Using GIMP under Linux

Over the last year I invested quite a bit of time into learning about Linux, giving multiple distributions a try, and suffering through the learning process. I’ve come to the conclusion that Linux is great for two types of users: the clueless ones who just browse the net, and the super high tech users. The people for whom Linux is NOT a good option are the middle skilled users, most notably gamers! These are the users who are familiar with Windows and expect Linux to work out of the box in the same way Windows does. Anyways, I want to focus on GIMP in this article, as it is one of the applications which most of the bigger distributions will install automatically.

GIMP – GNU Image Manipulation Program is one of the open source alternatives to Photoshop. GIMP is available for Windows but unlike Photoshop it is available for Linux! While this application is not as powerful as Adobe’s industry standard for graphics GIMP will surprise the uninitiated with the raw number of features already implemented in it. Most importantly for people who cannot afford to pay Photoshop’s high ticket price GIMP is definitely worth looking at and you have to try it! Here is a 1 hour sketch I made in GIMP while testing out my tablet under Linux:

GIMP Devil - Created in GIMP

So here is a small list of the features which is currently available in GIMP:

  • Brushes with pressure sensitivity linkable to opacity or size!
  • Texture brushes – .abr (Photoshop brush files) can be imported though many features don’t work yet.
  • Blending modes such as Hard/Soft Light available in Photoshop are also in GIMP
  • Layers!!!

Here is a screenshot of my desktop showing GIMP in use: GIMP Screenshot. On the left side I’ve parked the main tool selection pallete and on the right you can see a bunch of the other windows which I usually pull up in Photoshop such as the color chooser, the history, the layers and etc.

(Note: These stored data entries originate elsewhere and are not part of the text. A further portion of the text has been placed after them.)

//! # convo-ingest
//!
//! Reads a ChatGPT-style `conversations.json` export and normalizes it into
//! [`Record`]s ready for embedding.
//!
//! ```
//! use convo_ingest::{normalize, parse_export};
//!
//! let json = r#"[{"conversation_id": "c1", "title": "Hi", "mapping": {
//!     "n1": {"message": {"author": {"role": "user"},
//!            "content": {"content_type": "text", "parts": ["Hello"]}}}
//! }}]"#;
//! let records = normalize(&parse_export(json).unwrap());
//! assert_eq!(records[0].text, "User: Hello");
//! ```

pub mod error;
pub mod export;
pub mod normalize;

use std::path::Path;

use serde_json::Value;
use tracing::{info, instrument};

use convo_types::Record;

pub use error::IngestError;
pub use export::{Author, Content, Conversation, MappingNode, Message, Role};
pub use normalize::{extract_details, normalize, truncate_snippet, ConversationDetails, UNTITLED};

/// Parse export JSON text.
///
/// The top level must be an array of conversation objects.
pub fn parse_export(json: &str) -> Result<Vec<Conversation>, IngestError> {
    let value: Value = serde_json::from_str(json)?;
    if !value.is_array() {
        return Err(IngestError::InvalidFormat(format!(
            "expected a JSON array of conversations, found {}",
            json_kind(&value)
        )));
    }
    Ok(serde_json::from_value(value)?)
}

/// Read and parse an export file.
#[instrument(fields(path = %path.as_ref().display()), skip(path))]
pub fn load_export(path: impl AsRef<Path>) -> Result<Vec<Conversation>, IngestError> {
    let path = path.as_ref();
    let json = std::fs::read_to_string(path).map_err(|source| IngestError::Io {
        path: path.to_path_buf(),
        source,
    })?;
    let conversations = parse_export(&json)?;
    info!(conversations = conversations.len(), "Loaded export");
    Ok(conversations)
}

/// Read an export file and normalize it into records.
pub fn load_records(path: impl AsRef<Path>) -> Result<Vec<Record>, IngestError> {
    Ok(normalize(&load_export(path)?))
}

fn json_kind(value: &Value) -> &'static str {
    match value {
        Value::Null => "null",
        Value::Bool(_) => "a boolean",
        Value::Number(_) => "a number",
        Value::String(_) => "a string",
        Value::Array(_) => "an array",
        Value::Object(_) => "an object",
    }
}
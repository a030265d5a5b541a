//! # convo-types
//!
//! Shared domain types for the conversation graph workspace.
//!
//! This crate defines the data structures passed between crates:
//! - Records: one conversation with metadata and its embedding
//! - Graph: the node-link similarity graph produced by `convo-graph`
//!
//! ## Usage
//!
//! ```rust
//! use convo_types::{Record, RecordId};
//!
//! let record = Record::new(Some(RecordId::from("c-1")), "Trip planning", "flights and hotels")
//!     .with_embedding(vec![0.1, 0.2, 0.3]);
//! assert!(record.is_valid());
//! ```

pub mod graph;
pub mod record;

pub use graph::{GraphEdge, GraphNode, GraphStats, NodeLinkGraph};
pub use record::{Record, RecordId};
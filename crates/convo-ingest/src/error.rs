//! Error types for export ingestion.

use std::path::PathBuf;

use thiserror::Error;

/// Errors raised while reading a chat export.
#[derive(Debug, Error)]
pub enum IngestError {
    /// Export file could not be read
    #[error("Failed to read export {path}: {source}")]
    Io {
        path: PathBuf,
        #[source]
        source: std::io::Error,
    },

    /// Export is not valid JSON or does not match the expected shape
    #[error("Invalid export JSON: {0}")]
    Json(#[from] serde_json::Error),

    /// Export parsed but has the wrong top-level structure
    #[error("Invalid export format: {0}")]
    InvalidFormat(String),
}
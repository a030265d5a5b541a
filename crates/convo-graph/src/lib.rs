//! # convo-graph
//!
//! Similarity graph construction over embedded conversations.
//!
//! Records become nodes annotated with their topic cluster; pairs of
//! records whose embeddings are close become weighted undirected edges.
//!
//! ## Pipeline
//! 1. Resolve ids (synthesize missing ones, reject duplicates)
//! 2. Keep records with a non-empty embedding
//! 3. Cluster with seeded k-means and label clusters from term counts
//! 4. Select up to `top_k` neighbors per node above `threshold`
//! 5. Emit a node-link graph
//!
//! ## Usage
//!
//! ```rust
//! use convo_graph::{GraphConfig, SimilarityGraphBuilder};
//! use convo_types::{Record, RecordId};
//!
//! let records = vec![
//!     Record::new(Some(RecordId::from("a")), "A", "rust").with_embedding(vec![1.0, 0.0]),
//!     Record::new(Some(RecordId::from("b")), "B", "rust").with_embedding(vec![1.0, 0.0]),
//! ];
//! let graph = SimilarityGraphBuilder::new(GraphConfig::default()).build(&records).unwrap();
//! assert_eq!(graph.edge_count(), 1);
//! ```

pub mod builder;
pub mod config;
pub mod error;
pub mod ids;
pub mod neighbors;

pub use builder::{format_date, SimilarityGraphBuilder, SINGLE_CONVERSATION_LABEL, UNKNOWN_DATE};
pub use config::{GraphConfig, NeighborStrategy};
pub use error::GraphError;
pub use ids::resolve_ids;
pub use neighbors::{BlockedSearch, ExactSearch, Neighbor, NeighborSearch};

While the interface isn’t identical to the one used by Photoshop most users won’t have trouble locating basic functions which they use in Photoshop. The user interface is constantly being upgraded with each successive revision of GIMP and some major changes are expected with the 2.5 release which is currently being developed. Considering this is a freely available application I cannot say enough good things about it! Give it a shot and love it!

One thing is for sure, Linux has grown up and is now a very viable alternative to Windows and GIMP is awesome!